Living in Malawi for two "extremely happy" years marked him for life, but there has been a before and after for this white-skinned doctor who speaks and writes chichewa. He has done nearly everything a doctor can do in this deepest part of Africa which won his heart, "but medicine in that part of the world is always a challenge," he says.

He fell in love with the country after collaborating, first as a sociology student and then as a doctor with the Padres Blancos association. His feelings for it have never changed. The wonderful countryside of the continent, and also India, meant that he took all his future holidays in those regions, most of them with his family.

He recalls the first time he worked with a doctor from Teruel, who brought him to the harshness of the leper colonies in Cameroon and carried out surgery on anyone he could with almost no resources, and amid the routines of war. "Come on, José María, we're going to cut fingers off today," he would say.

"For a leper in the 1960s there were only two remedies: surgery, or chaunura oil," he says, still amazed at the radical binomial. When he returned after that summer he began his career as a doctor, specialising in gynaecology, before perfecting his skills in hospitals in Canada, the USA and the UK. He turned to psychiatry later, following several stays in the pygmy villages. "It was in Africa that I learned the most psychiatry," he says. His vocation gave him the subject of his doctoral thesis, based on notes he had made in the jungle of Cameroon.

He moved to Malawi, on the other side, with his wife and young son who was just learning to walk, but he considers the experience of two uninterrupted years of cooperation, including creating a hospital, to be very small compared with 'giants' like Pedro Cavadas, the surgeon from Valencia, and Teresa of Calcutta who he met in 1975 when people were only just beginning to talk about her.

"I have never seen anyone with her ability to give things up and do so much for others," says this doctor who is a Catholic and has great faith in everything he does, a psychiatrist who admires the polyfaceted Nobel Prize winner Albert Schweitzer and has a transcendent vision of man, inviting people to seek happiness in personal projects and small things. "People in the African villages aren't happier than we are, as some think," he says, rebutting the myth that African villagers never suffer from depression.

His father used to be a commander with the Artillery, and when José María was young he once asked him about the sign saying 'Todo por la patria' above the door of the barracks. His father adapted his answer, and it has remained his philosophy ever since: "From the time we come into the world, we all have a mission and some people love others so much that they would give their life for them," he said.

Psychiatry

He says he wasn't a brilliant medical student, "but I was very tenacious", and talks about his time at the Faculty of Zaragoza, where he took his doctorate in psychiatry before moving to his first post in Seville. 'Magical-primitive thought and psychosomatic medicine in the village of Ngovayang' was the subject of his thesis in 1977, the academic work based on his experience on the ground where, he says, "almost nobody understood the solidarity work carried out by missionaries and doctors for nothing".

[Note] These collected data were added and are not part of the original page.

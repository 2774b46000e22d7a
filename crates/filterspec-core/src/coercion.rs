use crate::{
    accessor::Accessor,
    error::BuildError,
    model::FieldKind,
    registry::{OperatorDescriptor, OperatorToken, ValueArity},
    value::{CoercionId, Float64, Timestamp, Value, compare::casefold},
};

/// Coerces a raw filter literal into the accessor's field kind and picks the
/// comparison policy the resulting node carries. Failure is a hard error;
/// there are no default values.
pub(crate) fn coerce_literal(
    accessor: &Accessor,
    descriptor: &OperatorDescriptor,
    raw: &Value,
) -> Result<(Value, CoercionId), BuildError> {
    if descriptor.ignores_value() {
        return Ok((Value::Unit, CoercionId::Strict));
    }

    let kind = accessor.kind.unwrap_optional();

    if descriptor.token == OperatorToken::Any {
        let element = kind.element().ok_or_else(|| {
            BuildError::incompatible_value(accessor.field, "field is not a collection")
        })?;
        let coerced = coerce_scalar(accessor, element, raw)?;
        return Ok((coerced, policy_for(element)));
    }

    match descriptor.arity {
        ValueArity::Many => {
            // Membership candidates. A bare scalar is accepted as a
            // single-element set.
            let raw_items = match raw {
                Value::List(items) => items.clone(),
                Value::Null => {
                    return Err(BuildError::incompatible_value(
                        accessor.field,
                        "membership operator requires a candidate list",
                    ));
                }
                scalar => vec![scalar.clone()],
            };

            let mut items = Vec::with_capacity(raw_items.len());
            for item in &raw_items {
                items.push(coerce_scalar(accessor, kind, item)?);
            }

            Ok((Value::List(items), policy_for(kind)))
        }
        ValueArity::Scalar => {
            let coerced = coerce_scalar(accessor, kind, raw)?;
            Ok((coerced, policy_for(kind)))
        }
        ValueArity::None => Ok((Value::Unit, CoercionId::Strict)),
    }
}

const fn policy_for(kind: &FieldKind) -> CoercionId {
    if kind.is_text() {
        CoercionId::TextCasefold
    } else {
        CoercionId::Strict
    }
}

fn coerce_scalar(
    accessor: &Accessor,
    kind: &FieldKind,
    raw: &Value,
) -> Result<Value, BuildError> {
    match kind {
        FieldKind::Option(inner) => coerce_scalar(accessor, inner, raw),

        FieldKind::Text => match raw {
            Value::Text(text) => Ok(Value::Text(casefold(text))),
            other => Err(mismatch(accessor, "text", other)),
        },

        FieldKind::Int => match raw {
            Value::Int(v) => Ok(Value::Int(*v)),
            Value::Uint(v) => i64::try_from(*v)
                .map(Value::Int)
                .map_err(|_| out_of_range(accessor, "a signed 64-bit integer")),
            Value::Text(text) => text
                .trim()
                .parse::<i64>()
                .map(Value::Int)
                .map_err(|_| unparsable(accessor, text, "an integer")),
            other => Err(mismatch(accessor, "an integer", other)),
        },

        FieldKind::Uint => match raw {
            Value::Uint(v) => Ok(Value::Uint(*v)),
            Value::Int(v) => u64::try_from(*v)
                .map(Value::Uint)
                .map_err(|_| out_of_range(accessor, "an unsigned integer")),
            Value::Text(text) => text
                .trim()
                .parse::<u64>()
                .map(Value::Uint)
                .map_err(|_| unparsable(accessor, text, "an unsigned integer")),
            other => Err(mismatch(accessor, "an unsigned integer", other)),
        },

        FieldKind::Float64 => match raw {
            Value::Float64(v) => Ok(Value::Float64(*v)),
            Value::Int(v) => float_value(accessor, *v as f64),
            Value::Uint(v) => float_value(accessor, *v as f64),
            Value::Text(text) => {
                let parsed = text
                    .trim()
                    .parse::<f64>()
                    .map_err(|_| unparsable(accessor, text, "a number"))?;
                float_value(accessor, parsed)
            }
            other => Err(mismatch(accessor, "a number", other)),
        },

        FieldKind::Bool => match raw {
            Value::Bool(v) => Ok(Value::Bool(*v)),
            Value::Text(text) => {
                let text = text.trim();
                if text.eq_ignore_ascii_case("true") {
                    Ok(Value::Bool(true))
                } else if text.eq_ignore_ascii_case("false") {
                    Ok(Value::Bool(false))
                } else {
                    Err(unparsable(accessor, text, "a boolean"))
                }
            }
            other => Err(mismatch(accessor, "a boolean", other)),
        },

        FieldKind::Timestamp => match raw {
            Value::Timestamp(v) => Ok(Value::Timestamp(*v)),
            Value::Text(text) => Timestamp::parse_rfc3339(text.trim())
                .map(Value::Timestamp)
                .ok_or_else(|| unparsable(accessor, text, "an RFC 3339 timestamp")),
            Value::Int(secs) => unix_timestamp(accessor, *secs),
            Value::Uint(secs) => {
                let secs = i64::try_from(*secs)
                    .map_err(|_| out_of_range(accessor, "a Unix timestamp"))?;
                unix_timestamp(accessor, secs)
            }
            other => Err(mismatch(accessor, "a timestamp", other)),
        },

        FieldKind::List(_) => Err(BuildError::incompatible_value(
            accessor.field,
            "collection fields only admit the 'any' operator",
        )),
    }
}

fn float_value(accessor: &Accessor, value: f64) -> Result<Value, BuildError> {
    Float64::try_new(value)
        .map(Value::Float64)
        .map_err(|err| BuildError::incompatible_value(accessor.field, err.to_string()))
}

fn unix_timestamp(accessor: &Accessor, secs: i64) -> Result<Value, BuildError> {
    Timestamp::from_unix_seconds(secs)
        .map(Value::Timestamp)
        .ok_or_else(|| out_of_range(accessor, "a Unix timestamp"))
}

fn mismatch(accessor: &Accessor, expected: &str, got: &Value) -> BuildError {
    BuildError::incompatible_value(
        accessor.field,
        format!("expected {expected}, got {}", got.kind_name()),
    )
}

fn unparsable(accessor: &Accessor, text: &str, expected: &str) -> BuildError {
    BuildError::incompatible_value(
        accessor.field,
        format!("cannot parse '{}' as {expected}", text.trim()),
    )
}

fn out_of_range(accessor: &Accessor, expected: &str) -> BuildError {
    BuildError::incompatible_value(accessor.field, format!("value does not fit {expected}"))
}
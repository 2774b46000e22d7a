pub(crate) mod compare;
mod family;

pub use compare::CoercionId;
pub use family::KindClass;

use chrono::{DateTime, SecondsFormat, Utc};
use serde::{
    Deserialize, Deserializer, Serialize, Serializer,
    de::{self, SeqAccess, Visitor},
};
use std::{cmp::Ordering, fmt};
use thiserror::Error as ThisError;

///
/// Value
///
/// Runtime representation of both filter literals and entity field values.
/// Deserializes from plain JSON shapes (numbers, strings, booleans, arrays,
/// null) rather than tagged enums, because this is the wire shape filter
/// payloads arrive in.
///

#[derive(Clone, Debug, Default, Eq, PartialEq)]
pub enum Value {
    Bool(bool),
    Float64(Float64),
    Int(i64),
    List(Vec<Value>),
    #[default]
    Null,
    Text(String),
    Timestamp(Timestamp),
    Uint(u64),

    /// Carried by predicate nodes whose operator ignores its literal.
    Unit,
}

impl Value {
    pub fn text(value: impl Into<String>) -> Self {
        Self::Text(value.into())
    }

    #[must_use]
    pub const fn is_null(&self) -> bool {
        matches!(self, Self::Null)
    }

    /// Human-readable variant name, for error reporting.
    #[must_use]
    pub const fn kind_name(&self) -> &'static str {
        match self {
            Self::Bool(_) => "bool",
            Self::Float64(_) => "float",
            Self::Int(_) => "int",
            Self::List(_) => "list",
            Self::Null => "null",
            Self::Text(_) => "text",
            Self::Timestamp(_) => "timestamp",
            Self::Uint(_) => "uint",
            Self::Unit => "unit",
        }
    }
}

impl From<bool> for Value {
    fn from(value: bool) -> Self {
        Self::Bool(value)
    }
}

impl From<i64> for Value {
    fn from(value: i64) -> Self {
        Self::Int(value)
    }
}

impl From<u64> for Value {
    fn from(value: u64) -> Self {
        Self::Uint(value)
    }
}

impl From<&str> for Value {
    fn from(value: &str) -> Self {
        Self::Text(value.to_string())
    }
}

impl From<String> for Value {
    fn from(value: String) -> Self {
        Self::Text(value)
    }
}

impl From<Timestamp> for Value {
    fn from(value: Timestamp) -> Self {
        Self::Timestamp(value)
    }
}

impl From<Float64> for Value {
    fn from(value: Float64) -> Self {
        Self::Float64(value)
    }
}

impl<V: Into<Value>> From<Vec<V>> for Value {
    fn from(values: Vec<V>) -> Self {
        Self::List(values.into_iter().map(Into::into).collect())
    }
}

impl Serialize for Value {
    fn serialize<S>(&self, serializer: S) -> Result<S::Ok, S::Error>
    where
        S: Serializer,
    {
        match self {
            Self::Bool(v) => serializer.serialize_bool(*v),
            Self::Float64(v) => serializer.serialize_f64(v.get()),
            Self::Int(v) => serializer.serialize_i64(*v),
            Self::List(items) => serializer.collect_seq(items),
            Self::Null | Self::Unit => serializer.serialize_unit(),
            Self::Text(v) => serializer.serialize_str(v),
            Self::Timestamp(v) => serializer.serialize_str(&v.to_rfc3339()),
            Self::Uint(v) => serializer.serialize_u64(*v),
        }
    }
}

impl<'de> Deserialize<'de> for Value {
    fn deserialize<D>(deserializer: D) -> Result<Self, D::Error>
    where
        D: Deserializer<'de>,
    {
        deserializer.deserialize_any(ValueVisitor)
    }
}

struct ValueVisitor;

impl<'de> Visitor<'de> for ValueVisitor {
    type Value = Value;

    fn expecting(&self, f: &mut fmt::Formatter<'_>) -> fmt::Result {
        f.write_str("a boolean, number, string, array, or null")
    }

    fn visit_bool<E: de::Error>(self, v: bool) -> Result<Value, E> {
        Ok(Value::Bool(v))
    }

    fn visit_i64<E: de::Error>(self, v: i64) -> Result<Value, E> {
        Ok(Value::Int(v))
    }

    fn visit_u64<E: de::Error>(self, v: u64) -> Result<Value, E> {
        // Positive JSON integers arrive here; keep them signed while they fit
        // so they compare against signed fields without a widening step.
        if let Ok(signed) = i64::try_from(v) {
            Ok(Value::Int(signed))
        } else {
            Ok(Value::Uint(v))
        }
    }

    fn visit_f64<E: de::Error>(self, v: f64) -> Result<Value, E> {
        Float64::try_new(v)
            .map(Value::Float64)
            .map_err(de::Error::custom)
    }

    fn visit_str<E: de::Error>(self, v: &str) -> Result<Value, E> {
        Ok(Value::Text(v.to_string()))
    }

    fn visit_string<E: de::Error>(self, v: String) -> Result<Value, E> {
        Ok(Value::Text(v))
    }

    fn visit_none<E: de::Error>(self) -> Result<Value, E> {
        Ok(Value::Null)
    }

    fn visit_unit<E: de::Error>(self) -> Result<Value, E> {
        Ok(Value::Null)
    }

    fn visit_some<D>(self, deserializer: D) -> Result<Value, D::Error>
    where
        D: Deserializer<'de>,
    {
        deserializer.deserialize_any(Self)
    }

    fn visit_seq<A>(self, mut seq: A) -> Result<Value, A::Error>
    where
        A: SeqAccess<'de>,
    {
        let mut items = Vec::with_capacity(seq.size_hint().unwrap_or(0));
        while let Some(item) = seq.next_element()? {
            items.push(item);
        }
        Ok(Value::List(items))
    }
}

///
/// Float64
///
/// Finite, total-order float. Rejects NaN and infinities at the boundary and
/// canonicalizes negative zero, so `Eq` and `Ord` are lawful.
///

#[derive(Clone, Copy, Debug, Default, PartialEq)]
#[repr(transparent)]
pub struct Float64(f64);

impl Float64 {
    pub fn try_new(value: f64) -> Result<Self, FloatError> {
        if !value.is_finite() {
            return Err(FloatError::NonFinite { value });
        }
        // +0.0 == -0.0 but their bit patterns differ; keep one representative.
        let value = if value == 0.0 { 0.0 } else { value };

        Ok(Self(value))
    }

    #[must_use]
    pub const fn get(self) -> f64 {
        self.0
    }
}

impl Eq for Float64 {}

impl Ord for Float64 {
    fn cmp(&self, other: &Self) -> Ordering {
        self.0.total_cmp(&other.0)
    }
}

impl PartialOrd for Float64 {
    fn partial_cmp(&self, other: &Self) -> Option<Ordering> {
        Some(self.cmp(other))
    }
}

impl fmt::Display for Float64 {
    fn fmt(&self, f: &mut fmt::Formatter<'_>) -> fmt::Result {
        self.0.fmt(f)
    }
}

impl TryFrom<f64> for Float64 {
    type Error = FloatError;

    fn try_from(value: f64) -> Result<Self, Self::Error> {
        Self::try_new(value)
    }
}

///
/// FloatError
///

#[derive(Clone, Debug, PartialEq, ThisError)]
pub enum FloatError {
    #[error("float value must be finite, got {value}")]
    NonFinite { value: f64 },
}

///
/// Timestamp
///
/// UTC instant. Filter literals reach this type through coercion, either from
/// RFC 3339 text or integer Unix seconds.
///

#[derive(Clone, Copy, Debug, Eq, Ord, PartialEq, PartialOrd)]
pub struct Timestamp(DateTime<Utc>);

impl Timestamp {
    #[must_use]
    pub const fn new(instant: DateTime<Utc>) -> Self {
        Self(instant)
    }

    #[must_use]
    pub fn from_unix_seconds(secs: i64) -> Option<Self> {
        DateTime::from_timestamp(secs, 0).map(Self)
    }

    #[must_use]
    pub fn parse_rfc3339(text: &str) -> Option<Self> {
        DateTime::parse_from_rfc3339(text)
            .ok()
            .map(|dt| Self(dt.with_timezone(&Utc)))
    }

    #[must_use]
    pub fn to_rfc3339(&self) -> String {
        self.0.to_rfc3339_opts(SecondsFormat::Secs, true)
    }

    #[must_use]
    pub const fn get(self) -> DateTime<Utc> {
        self.0
    }
}

impl fmt::Display for Timestamp {
    fn fmt(&self, f: &mut fmt::Formatter<'_>) -> fmt::Result {
        f.write_str(&self.to_rfc3339())
    }
}
use crate::{
    error::BuildError,
    model::{EntityKind, FieldKind},
};
use std::{
    collections::BTreeMap,
    sync::{PoisonError, RwLock},
};

///
/// Accessor
///
/// Resolved handle for one entity field: the slot the runtime reads and the
/// declared kind the builder validates against. Cheap to copy; valid for the
/// process lifetime.
///

#[derive(Clone, Copy, Debug)]
pub struct Accessor {
    pub entity: &'static str,
    pub field: &'static str,
    pub slot: usize,
    pub kind: FieldKind,
}

type FieldTable = BTreeMap<&'static str, Accessor>;

/// Append-only registry of field tables, keyed by entity path. Entries are
/// leaked on first resolution; concurrent duplicate population is harmless
/// because every builder produces an identical table.
static TABLES: RwLock<BTreeMap<&'static str, &'static FieldTable>> =
    RwLock::new(BTreeMap::new());

/// Resolves a field name against the entity's model.
pub fn resolve<E: EntityKind>(field: &str) -> Result<Accessor, BuildError> {
    table_for::<E>()
        .get(field)
        .copied()
        .ok_or_else(|| BuildError::unknown_field(E::MODEL.entity_name, field))
}

fn table_for<E: EntityKind>() -> &'static FieldTable {
    let path = E::MODEL.path;

    {
        let tables = TABLES.read().unwrap_or_else(PoisonError::into_inner);
        if let Some(table) = tables.get(path) {
            return table;
        }
    }

    let built: FieldTable = E::MODEL
        .fields
        .iter()
        .enumerate()
        .map(|(slot, field)| {
            (
                field.name,
                Accessor {
                    entity: E::MODEL.entity_name,
                    field: field.name,
                    slot,
                    kind: field.kind,
                },
            )
        })
        .collect();

    let mut tables = TABLES.write().unwrap_or_else(PoisonError::into_inner);
    *tables.entry(path).or_insert_with(|| Box::leak(Box::new(built)))
}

After helping to set up the NGO Médicos Mundi in Seville, in 2000 he began his own project - it is called Andalucía for a new world - which has 170 members between Malaga and Seville and the ability to mobilise 250,000 euros a year in cooperation.

As a cooperating doctor he knows the problems faced by medics in some countries, where bacterias and viruses are seen as "nothing more than the evil eye and curses from somebody who wishes them ill, because for them illness and death do not have an organic cause," he says.

Not only did he have to cope with ancient beliefs and a lack of resources, but competition from more than 50 witch-doctors as well.

"Families would come with their sick children, but it was a disaster. They trusted me, but they also believed the witch-doctors, so what they did was take their advice and give their children enemas when they took them home from the hospital where we had been trying to hydrate them".

When he came back from Malawi he needed financial security and took a job with the Navarra regional government. "I didn't have many expenses in Africa, but when I came back I realised I was poor and hospital management seemed a good option," he says.

For the past 22 years he has been the medical director at the Sagrado Corazón Psychiatric Hospital in Malaga.

"My wife, who is a saint, couldn't cope with the lack of sunshine in Navarra," he laughs.

The seed he sowed all those years ago has grown like a baobob tree thanks to his NGO, which is now run by his son Javier, a biologist. "In Malawi, after the hospital and a farm, we are planning a fish factory to breed tilapias, a fish which is very resistant to illnesses," he says.

José María is now writing his memoirs, and has just decided on a title for the book. It will be called 'Mission accomplished, commander', dedicated to his father.